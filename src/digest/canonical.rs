//! Canonical serialization of quarter inputs
//!
//! Format (UTF-8, `\n` line endings):
//!
//! ```text
//! quarterclose/inputs/v1
//! quarter;id=s7:Q1-2025;fiscal_year=i2025;quarter=i1;start_date=s10:2025-01-01;end_date=s10:2025-04-01
//! [facts]
//! <one record per fact, sorted by entity id, then kind>
//! [overrides]
//! <one record per override, sorted by (rule_key, incident_id)>
//! ```
//!
//! A record is `<kind>` followed by `;<field>=<value>` in a fixed field
//! order. Values:
//! - string: `s<byte length>:<bytes>`
//! - absent: `~` (distinct from the empty string `s0:`)
//! - bool: `t` / `f`
//! - integer: `i<decimal>`
//! - timestamp: string of RFC 3339 UTC with nanosecond precision
//! - date: string of `YYYY-MM-DD`

use std::fmt::Write;

use chrono::{DateTime, NaiveDate, SecondsFormat, Utc};

use crate::model::{ActionItem, ChecklistSummary, Incident, QuarterConfig, QuarterFacts};
use crate::overrides::QuarterOverride;

/// Format header line
pub const FORMAT_HEADER: &str = "quarterclose/inputs/v1";
/// Separator preceding fact records
pub const FACTS_MARKER: &str = "[facts]";
/// Separator preceding override records
pub const OVERRIDES_MARKER: &str = "[overrides]";

const NULL: &str = "~";

/// Builds one canonical record line
struct Record {
    line: String,
}

impl Record {
    fn new(kind: &str) -> Self {
        Self {
            line: kind.to_string(),
        }
    }

    fn raw(mut self, name: &str, value: &str) -> Self {
        // Writing to a String cannot fail
        let _ = write!(self.line, ";{}={}", name, value);
        self
    }

    fn str(self, name: &str, value: &str) -> Self {
        let encoded = format!("s{}:{}", value.len(), value);
        self.raw(name, &encoded)
    }

    fn opt_str(self, name: &str, value: Option<&str>) -> Self {
        match value {
            Some(v) => self.str(name, v),
            None => self.raw(name, NULL),
        }
    }

    fn bool(self, name: &str, value: bool) -> Self {
        self.raw(name, if value { "t" } else { "f" })
    }

    fn int(self, name: &str, value: i64) -> Self {
        let encoded = format!("i{}", value);
        self.raw(name, &encoded)
    }

    fn timestamp(self, name: &str, value: DateTime<Utc>) -> Self {
        let ts = value.to_rfc3339_opts(SecondsFormat::Nanos, true);
        self.str(name, &ts)
    }

    fn opt_timestamp(self, name: &str, value: Option<DateTime<Utc>>) -> Self {
        match value {
            Some(v) => self.timestamp(name, v),
            None => self.raw(name, NULL),
        }
    }

    fn date(self, name: &str, value: NaiveDate) -> Self {
        let d = value.format("%Y-%m-%d").to_string();
        self.str(name, &d)
    }

    fn opt_date(self, name: &str, value: Option<NaiveDate>) -> Self {
        match value {
            Some(v) => self.date(name, v),
            None => self.raw(name, NULL),
        }
    }

    fn finish(self) -> String {
        self.line
    }
}

fn quarter_record(q: &QuarterConfig) -> String {
    Record::new("quarter")
        .str("id", &q.id)
        .int("fiscal_year", i64::from(q.fiscal_year))
        .int("quarter", i64::from(q.quarter))
        .date("start_date", q.start_date)
        .date("end_date", q.end_date)
        .finish()
}

fn incident_record(i: &Incident) -> String {
    Record::new("incident")
        .str("id", &i.id)
        .str("title", &i.title)
        .opt_str("category", i.category.as_deref())
        .str("status", i.status.as_str())
        .timestamp("started_at", i.started_at)
        .opt_timestamp("resolved_at", i.resolved_at)
        .opt_str("root_cause", i.root_cause.as_deref())
        .opt_str("resolution", i.resolution.as_deref())
        .bool("is_recurring", i.is_recurring)
        .opt_str("recurrence_of", i.recurrence_of.as_deref())
        .finish()
}

fn action_item_record(a: &ActionItem) -> String {
    Record::new("action_item")
        .str("id", &a.id)
        .str("incident_id", &a.incident_id)
        .str("title", &a.title)
        .str("status", a.status.as_str())
        .opt_str("owner", a.owner.as_deref())
        .opt_date("due_date", a.due_date)
        .opt_timestamp("completed_at", a.completed_at)
        .finish()
}

fn checklist_record(c: &ChecklistSummary) -> String {
    Record::new("checklist")
        .str("id", &c.entity_id())
        .str("incident_id", &c.incident_id)
        .str("template_id", &c.template_id)
        .bool("required", c.required)
        .int("completed_items", i64::from(c.completed_items))
        .int("total_items", i64::from(c.total_items))
        .finish()
}

fn override_record(o: &QuarterOverride) -> String {
    Record::new("override")
        .str("rule_key", &o.rule_key)
        .str("incident_id", &o.incident_id)
        .str("reason", &o.reason)
        .str("approved_by", &o.approved_by)
        .timestamp("created_at", o.created_at)
        .finish()
}

/// Canonical bytes for a quarter's facts and overrides.
///
/// Independent of the order of facts and overrides in the inputs.
pub fn canonical_payload(facts: &QuarterFacts, overrides: &[QuarterOverride]) -> String {
    // (entity id, kind, record)
    let mut fact_records: Vec<(String, &'static str, String)> = Vec::with_capacity(
        facts.incidents.len() + facts.action_items.len() + facts.checklists.len(),
    );
    fact_records.extend(
        facts
            .incidents
            .iter()
            .map(|i| (i.id.clone(), "incident", incident_record(i))),
    );
    fact_records.extend(
        facts
            .action_items
            .iter()
            .map(|a| (a.id.clone(), "action_item", action_item_record(a))),
    );
    fact_records.extend(
        facts
            .checklists
            .iter()
            .map(|c| (c.entity_id(), "checklist", checklist_record(c))),
    );
    fact_records.sort();

    let mut override_records: Vec<(&str, &str, String)> = overrides
        .iter()
        .map(|o| (o.rule_key.as_str(), o.incident_id.as_str(), override_record(o)))
        .collect();
    override_records.sort();

    let mut out = String::new();
    out.push_str(FORMAT_HEADER);
    out.push('\n');
    out.push_str(&quarter_record(&facts.quarter));
    out.push('\n');
    out.push_str(FACTS_MARKER);
    out.push('\n');
    for (_, _, record) in &fact_records {
        out.push_str(record);
        out.push('\n');
    }
    out.push_str(OVERRIDES_MARKER);
    out.push('\n');
    for (_, _, record) in &override_records {
        out.push_str(record);
        out.push('\n');
    }
    out
}
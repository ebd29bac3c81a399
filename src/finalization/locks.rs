//! Per-quarter write serialization
//!
//! Mutating operations on one quarter run one at a time. Different quarters
//! never contend. The guard is released on every exit path, including early
//! returns and panics in the critical section.

use std::collections::HashMap;
use std::sync::{Arc, Mutex};

/// Registry of one mutex per quarter id
#[derive(Debug, Default)]
pub struct QuarterLocks {
    slots: Mutex<HashMap<String, Arc<Mutex<()>>>>,
}

impl QuarterLocks {
    pub fn new() -> Self {
        Self::default()
    }

    fn slot(&self, quarter_id: &str) -> Arc<Mutex<()>> {
        // The map holds no invariant a panicking holder could break
        let mut slots = self.slots.lock().unwrap_or_else(|e| e.into_inner());
        slots
            .entry(quarter_id.to_string())
            .or_insert_with(|| Arc::new(Mutex::new(())))
            .clone()
    }

    /// Run `f` while holding the quarter's lock
    pub fn with_lock<T>(&self, quarter_id: &str, f: impl FnOnce() -> T) -> T {
        let slot = self.slot(quarter_id);
        let _guard = slot.lock().unwrap_or_else(|e| e.into_inner());
        f()
    }

    /// Number of quarters that have been locked at least once
    pub fn len(&self) -> usize {
        self.slots.lock().unwrap_or_else(|e| e.into_inner()).len()
    }

    pub fn is_empty(&self) -> bool {
        self.len() == 0
    }
}
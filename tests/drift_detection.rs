//! Drift Detection Tests
//!
//! Quarter states: Open -> Finalized -> Drifted -> Finalized(new)
//!
//! - Drift is derived by re-hashing, never stored
//! - Re-finalize supersedes; prior records stay retrievable

mod common;

use common::*;
use quarterclose::model::{ActionItem, ChecklistSummary};
use quarterclose::FinalizeError;

// =============================================================================
// Drift Round-Trip
// =============================================================================

/// Finalize, then add an action item: drift is reported.
#[test]
fn test_new_action_item_causes_drift() {
    let engine = engine_with(vec![clean_incident("INC-1", 4)]);
    let record = engine.finalize_quarter(QUARTER, "alice", None).unwrap();

    let status = engine.get_quarter_finalization_status(QUARTER).unwrap();
    assert!(status.is_finalized);
    assert!(!status.facts_changed_since_finalization);
    assert_eq!(status.state_name(), "Finalized");
    assert_eq!(status.snapshot_inputs_hash.as_deref(), Some(record.inputs_hash.as_str()));
    assert_eq!(status.current_inputs_hash, record.inputs_hash);

    engine
        .source()
        .upsert_action_item(ActionItem::new("AI-1", "INC-1", "add cert expiry alert"))
        .unwrap();

    let status = engine.get_quarter_finalization_status(QUARTER).unwrap();
    assert!(status.is_finalized);
    assert!(status.facts_changed_since_finalization);
    assert_eq!(status.state_name(), "Drifted");
    assert_ne!(
        status.snapshot_inputs_hash.as_deref(),
        Some(status.current_inputs_hash.as_str())
    );
    // drift does not unlock or alter the record
    assert_eq!(status.finalization, Some(record));
}

/// A new override after finalization is drift too.
#[test]
fn test_new_override_causes_drift() {
    let engine = engine_with(vec![clean_incident("INC-1", 4)]);
    engine.finalize_quarter(QUARTER, "alice", None).unwrap();

    engine
        .record_quarter_override(QUARTER, "missing_resolution", "INC-1", "late note", "bob")
        .unwrap();

    assert!(
        engine
            .get_quarter_finalization_status(QUARTER)
            .unwrap()
            .facts_changed_since_finalization
    );
}

/// Facts outside the window never cause drift.
#[test]
fn test_out_of_window_change_is_not_drift() {
    let engine = engine_with(vec![clean_incident("INC-1", 4)]);
    engine.finalize_quarter(QUARTER, "alice", None).unwrap();

    let mut next_quarter = open_incident("INC-50", 1);
    next_quarter.started_at = at(2025, 4, 2);
    engine.source().upsert_incident(next_quarter).unwrap();

    assert!(
        !engine
            .get_quarter_finalization_status(QUARTER)
            .unwrap()
            .facts_changed_since_finalization
    );
}

/// Reverting the edit clears the drift flag.
#[test]
fn test_revert_clears_drift() {
    let engine = engine_with(vec![clean_incident("INC-1", 4)]);
    engine.finalize_quarter(QUARTER, "alice", None).unwrap();

    let mut edited = clean_incident("INC-1", 4);
    edited.category = Some("network".to_string());
    engine.source().upsert_incident(edited).unwrap();
    assert!(engine.get_quarter_finalization_status(QUARTER).unwrap().facts_changed_since_finalization);

    engine.source().upsert_incident(clean_incident("INC-1", 4)).unwrap();
    assert!(!engine.get_quarter_finalization_status(QUARTER).unwrap().facts_changed_since_finalization);
}

// =============================================================================
// Re-finalize Supersession
// =============================================================================

/// After drift a second finalize supersedes the first.
#[test]
fn test_refinalize_supersedes() {
    let engine = engine_with(vec![clean_incident("INC-1", 4)]);
    let first = engine.finalize_quarter(QUARTER, "alice", Some("initial close")).unwrap();

    engine
        .source()
        .upsert_checklist(ChecklistSummary {
            incident_id: "INC-1".to_string(),
            template_id: "postmortem".to_string(),
            required: false,
            completed_items: 2,
            total_items: 5,
        })
        .unwrap();

    let second = engine.finalize_quarter(QUARTER, "bob", Some("reclose")).unwrap();
    assert_ne!(second.snapshot_id, first.snapshot_id);
    assert_ne!(second.inputs_hash, first.inputs_hash);
    assert_eq!(second.sequence, 2);
    assert_eq!(second.supersedes, Some(first.snapshot_id));

    let status = engine.get_quarter_finalization_status(QUARTER).unwrap();
    assert_eq!(status.finalization.as_ref(), Some(&second));
    assert!(!status.facts_changed_since_finalization);

    // prior record still retrievable by audit lookup
    let history = engine.list_quarter_finalizations(QUARTER).unwrap();
    assert_eq!(history, vec![first.clone(), second.clone()]);
    assert_eq!(
        engine.get_quarter_finalization(QUARTER, first.snapshot_id).unwrap(),
        Some(first)
    );
}

/// Without drift a second finalize is AlreadyFinalized.
#[test]
fn test_refinalize_without_drift_rejected() {
    let engine = engine_with(vec![clean_incident("INC-1", 4)]);
    let first = engine.finalize_quarter(QUARTER, "alice", None).unwrap();

    match engine.finalize_quarter(QUARTER, "bob", None) {
        Err(FinalizeError::AlreadyFinalized { existing }) => assert_eq!(*existing, first),
        other => panic!("expected AlreadyFinalized, got {:?}", other),
    }
    assert_eq!(engine.list_quarter_finalizations(QUARTER).unwrap().len(), 1);
}

/// Drift that introduces a critical finding blocks the re-finalize.
#[test]
fn test_refinalize_after_regression_not_eligible() {
    let engine = engine_with(vec![clean_incident("INC-1", 4)]);
    let first = engine.finalize_quarter(QUARTER, "alice", None).unwrap();

    engine.source().upsert_incident(open_incident("INC-7", 20)).unwrap();

    let err = engine.finalize_quarter(QUARTER, "alice", None).unwrap_err();
    assert_eq!(err.code(), "QC_NOT_ELIGIBLE");

    let status = engine.get_quarter_finalization_status(QUARTER).unwrap();
    assert_eq!(status.finalization, Some(first));
    assert!(status.facts_changed_since_finalization);
    assert!(!status.readiness.can_finalize);
}
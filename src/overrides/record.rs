//! Override records

use chrono::{DateTime, Utc};
use serde::{Deserialize, Serialize};
use uuid::Uuid;

/// Override identifier
pub type OverrideId = Uuid;

/// A human-approved exception for one `(rule_key, incident_id)` pairing.
///
/// Immutable once recorded. Corrections are new overrides.
#[derive(Debug, Clone, PartialEq, Eq, Serialize, Deserialize)]
pub struct QuarterOverride {
    pub id: OverrideId,
    pub quarter_id: String,
    pub rule_key: String,
    pub incident_id: String,
    pub reason: String,
    pub approved_by: String,
    pub created_at: DateTime<Utc>,
}

impl QuarterOverride {
    /// Create a new override with a fresh id
    pub fn new(
        quarter_id: impl Into<String>,
        rule_key: impl Into<String>,
        incident_id: impl Into<String>,
        reason: impl Into<String>,
        approved_by: impl Into<String>,
        created_at: DateTime<Utc>,
    ) -> Self {
        Self {
            id: Uuid::new_v4(),
            quarter_id: quarter_id.into(),
            rule_key: rule_key.into(),
            incident_id: incident_id.into(),
            reason: reason.into(),
            approved_by: approved_by.into(),
            created_at,
        }
    }

    /// The pairing this override suppresses
    pub fn key(&self) -> OverrideKey {
        OverrideKey::new(self.rule_key.clone(), self.incident_id.clone())
    }

    /// Whether both overrides share the uniqueness triple
    pub fn same_triple(&self, other: &QuarterOverride) -> bool {
        self.quarter_id == other.quarter_id
            && self.rule_key == other.rule_key
            && self.incident_id == other.incident_id
    }
}

/// `(rule_key, incident_id)` pairing, ordered by rule key then incident
#[derive(Debug, Clone, PartialEq, Eq, PartialOrd, Ord, Hash, Serialize, Deserialize)]
pub struct OverrideKey {
    pub rule_key: String,
    pub incident_id: String,
}

impl OverrideKey {
    pub fn new(rule_key: impl Into<String>, incident_id: impl Into<String>) -> Self {
        Self {
            rule_key: rule_key.into(),
            incident_id: incident_id.into(),
        }
    }
}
• • • • • • •
When a line of the material above contains the string "from", it counts. State the total and nothing more.

5